Stored items
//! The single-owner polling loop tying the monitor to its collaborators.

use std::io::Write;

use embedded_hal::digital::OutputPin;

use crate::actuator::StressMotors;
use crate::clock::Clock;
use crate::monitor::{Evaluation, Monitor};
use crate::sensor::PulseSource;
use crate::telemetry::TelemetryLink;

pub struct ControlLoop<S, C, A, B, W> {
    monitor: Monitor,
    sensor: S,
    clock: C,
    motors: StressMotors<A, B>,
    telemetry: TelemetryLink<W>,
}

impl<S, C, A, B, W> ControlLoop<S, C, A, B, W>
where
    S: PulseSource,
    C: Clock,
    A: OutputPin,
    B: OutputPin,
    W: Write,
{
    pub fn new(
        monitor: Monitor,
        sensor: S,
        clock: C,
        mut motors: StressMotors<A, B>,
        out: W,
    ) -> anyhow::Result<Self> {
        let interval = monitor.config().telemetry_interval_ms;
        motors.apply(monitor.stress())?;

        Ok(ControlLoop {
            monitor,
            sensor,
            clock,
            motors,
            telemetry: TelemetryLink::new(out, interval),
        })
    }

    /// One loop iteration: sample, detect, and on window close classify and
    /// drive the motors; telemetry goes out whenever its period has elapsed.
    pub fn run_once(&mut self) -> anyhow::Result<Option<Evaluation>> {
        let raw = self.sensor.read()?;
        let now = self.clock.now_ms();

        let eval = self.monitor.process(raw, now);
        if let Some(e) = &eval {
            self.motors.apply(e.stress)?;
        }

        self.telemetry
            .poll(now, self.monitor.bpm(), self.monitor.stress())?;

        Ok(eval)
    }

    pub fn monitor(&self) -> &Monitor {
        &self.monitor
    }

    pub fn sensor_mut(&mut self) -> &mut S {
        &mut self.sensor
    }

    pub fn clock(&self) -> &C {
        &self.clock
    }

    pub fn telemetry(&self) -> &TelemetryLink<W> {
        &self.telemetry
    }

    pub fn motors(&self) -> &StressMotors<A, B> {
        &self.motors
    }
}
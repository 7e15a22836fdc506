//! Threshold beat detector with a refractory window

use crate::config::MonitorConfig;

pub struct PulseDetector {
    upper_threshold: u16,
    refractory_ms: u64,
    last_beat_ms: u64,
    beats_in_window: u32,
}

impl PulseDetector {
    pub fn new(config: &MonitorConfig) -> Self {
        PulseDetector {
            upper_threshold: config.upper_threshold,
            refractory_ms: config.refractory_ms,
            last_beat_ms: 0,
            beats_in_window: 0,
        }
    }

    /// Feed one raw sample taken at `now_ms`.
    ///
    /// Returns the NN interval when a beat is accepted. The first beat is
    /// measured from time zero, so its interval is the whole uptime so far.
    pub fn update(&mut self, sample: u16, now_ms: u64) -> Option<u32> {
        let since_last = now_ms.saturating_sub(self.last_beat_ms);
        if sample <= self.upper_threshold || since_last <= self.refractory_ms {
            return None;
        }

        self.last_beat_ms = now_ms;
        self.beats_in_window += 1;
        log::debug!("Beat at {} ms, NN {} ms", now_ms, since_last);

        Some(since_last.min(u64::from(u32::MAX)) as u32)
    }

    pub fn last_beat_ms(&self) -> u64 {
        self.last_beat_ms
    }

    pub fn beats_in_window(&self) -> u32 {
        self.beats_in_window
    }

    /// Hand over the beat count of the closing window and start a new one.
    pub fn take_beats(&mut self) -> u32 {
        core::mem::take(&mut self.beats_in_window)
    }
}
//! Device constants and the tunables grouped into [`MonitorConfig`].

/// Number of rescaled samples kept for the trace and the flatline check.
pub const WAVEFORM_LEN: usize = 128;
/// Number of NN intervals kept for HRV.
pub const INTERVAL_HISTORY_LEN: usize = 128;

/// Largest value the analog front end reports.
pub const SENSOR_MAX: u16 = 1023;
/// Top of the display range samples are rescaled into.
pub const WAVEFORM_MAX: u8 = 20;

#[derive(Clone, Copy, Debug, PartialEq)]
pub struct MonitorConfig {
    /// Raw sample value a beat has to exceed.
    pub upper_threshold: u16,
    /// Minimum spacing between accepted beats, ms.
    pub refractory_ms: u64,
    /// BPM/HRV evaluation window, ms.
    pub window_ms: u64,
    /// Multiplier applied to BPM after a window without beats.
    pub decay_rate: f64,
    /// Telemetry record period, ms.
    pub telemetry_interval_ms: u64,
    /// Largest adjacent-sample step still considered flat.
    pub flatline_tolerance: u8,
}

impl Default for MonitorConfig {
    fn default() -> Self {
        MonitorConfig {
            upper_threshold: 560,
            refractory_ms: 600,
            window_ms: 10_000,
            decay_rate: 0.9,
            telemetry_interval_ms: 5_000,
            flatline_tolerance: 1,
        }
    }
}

# [THE PROBLEM]
Write out all the entries exactly.

# [SOLUTION TO THE EXERCISE]
//! The single-owner polling loop tying the monitor to its collaborators.

use std::io::Write;

use embedded_hal::digital::OutputPin;

use crate::actuator::StressMotors;
use crate::clock::Clock;
use crate::monitor::{Evaluation, Monitor};
use crate::sensor::PulseSource;
use crate::telemetry::TelemetryLink;

pub struct ControlLoop<S, C, A, B, W> {
    monitor: Monitor,
    sensor: S,
    clock: C,
    motors: StressMotors<A, B>,
    telemetry: TelemetryLink<W>,
}

impl<S, C, A, B, W> ControlLoop<S, C, A, B, W>
where
    S: PulseSource,
    C: Clock,
    A: OutputPin,
    B: OutputPin,
    W: Write,
{
    pub fn new(
        monitor: Monitor,
        sensor: S,
        clock: C,
        mut motors: StressMotors<A, B>,
        out: W,
    ) -> anyhow::Result<Self> {
        let interval = monitor.config().telemetry_interval_ms;
        motors.apply(monitor.stress())?;

        Ok(ControlLoop {
            monitor,
            sensor,
            clock,
            motors,
            telemetry: TelemetryLink::new(out, interval),
        })
    }

    /// One loop iteration: sample, detect, and on window close classify and
    /// drive the motors; telemetry goes out whenever its period has elapsed.
    pub fn run_once(&mut self) -> anyhow::Result<Option<Evaluation>> {
        let raw = self.sensor.read()?;
        let now = self.clock.now_ms();

        let eval = self.monitor.process(raw, now);
        if let Some(e) = &eval {
            self.motors.apply(e.stress)?;
        }

        self.telemetry
            .poll(now, self.monitor.bpm(), self.monitor.stress())?;

        Ok(eval)
    }

    pub fn monitor(&self) -> &Monitor {
        &self.monitor
    }

    pub fn sensor_mut(&mut self) -> &mut S {
        &mut self.sensor
    }

    pub fn clock(&self) -> &C {
        &self.clock
    }

    pub fn telemetry(&self) -> &TelemetryLink<W> {
        &self.telemetry
    }

    pub fn motors(&self) -> &StressMotors<A, B> {
        &self.motors
    }
}
repository 7e15a22836fdc506
//! Threshold beat detector with a refractory window

use crate::config::MonitorConfig;

pub struct PulseDetector {
    upper_threshold: u16,
    refractory_ms: u64,
    last_beat_ms: u64,
    beats_in_window: u32,
}

impl PulseDetector {
    pub fn new(config: &MonitorConfig) -> Self {
        PulseDetector {
            upper_threshold: config.upper_threshold,
            refractory_ms: config.refractory_ms,
            last_beat_ms: 0,
            beats_in_window: 0,
        }
    }

    /// Feed one raw sample taken at `now_ms`.
    ///
    /// Returns the NN interval when a beat is accepted. The first beat is
    /// measured from time zero, so its interval is the whole uptime so far.
    pub fn update(&mut self, sample: u16, now_ms: u64) -> Option<u32> {
        let since_last = now_ms.saturating_sub(self.last_beat_ms);
        if sample <= self.upper_threshold || since_last <= self.refractory_ms {
            return None;
        }

        self.last_beat_ms = now_ms;
        self.beats_in_window += 1;
        log::debug!("Beat at {} ms, NN {} ms", now_ms, since_last);

        Some(since_last.min(u64::from(u32::MAX)) as u32)
    }

    pub fn last_beat_ms(&self) -> u64 {
        self.last_beat_ms
    }

    pub fn beats_in_window(&self) -> u32 {
        self.beats_in_window
    }

    /// Hand over the beat count of the closing window and start a new one.
    pub fn take_beats(&mut self) -> u32 {
        core::mem::take(&mut self.beats_in_window)
    }
}
//! Device constants and the tunables grouped into [`MonitorConfig`].

/// Number of rescaled samples kept for the trace and the flatline check.
pub const WAVEFORM_LEN: usize = 128;
/// Number of NN intervals kept for HRV.
pub const INTERVAL_HISTORY_LEN: usize = 128;

/// Largest value the analog front end reports.
pub const SENSOR_MAX: u16 = 1023;
/// Top of the display range samples are rescaled into.
pub const WAVEFORM_MAX: u8 = 20;

#[derive(Clone, Copy, Debug, PartialEq)]
pub struct MonitorConfig {
    /// Raw sample value a beat has to exceed.
    pub upper_threshold: u16,
    /// Minimum spacing between accepted beats, ms.
    pub refractory_ms: u64,
    /// BPM/HRV evaluation window, ms.
    pub window_ms: u64,
    /// Multiplier applied to BPM after a window without beats.
    pub decay_rate: f64,
    /// Telemetry record period, ms.
    pub telemetry_interval_ms: u64,
    /// Largest adjacent-sample step still considered flat.
    pub flatline_tolerance: u8,
}

impl Default for MonitorConfig {
    fn default() -> Self {
        MonitorConfig {
            upper_threshold: 560,
            refractory_ms: 600,
            window_ms: 10_000,
            decay_rate: 0.9,
            telemetry_interval_ms: 5_000,
            flatline_tolerance: 1,
        }
    }
}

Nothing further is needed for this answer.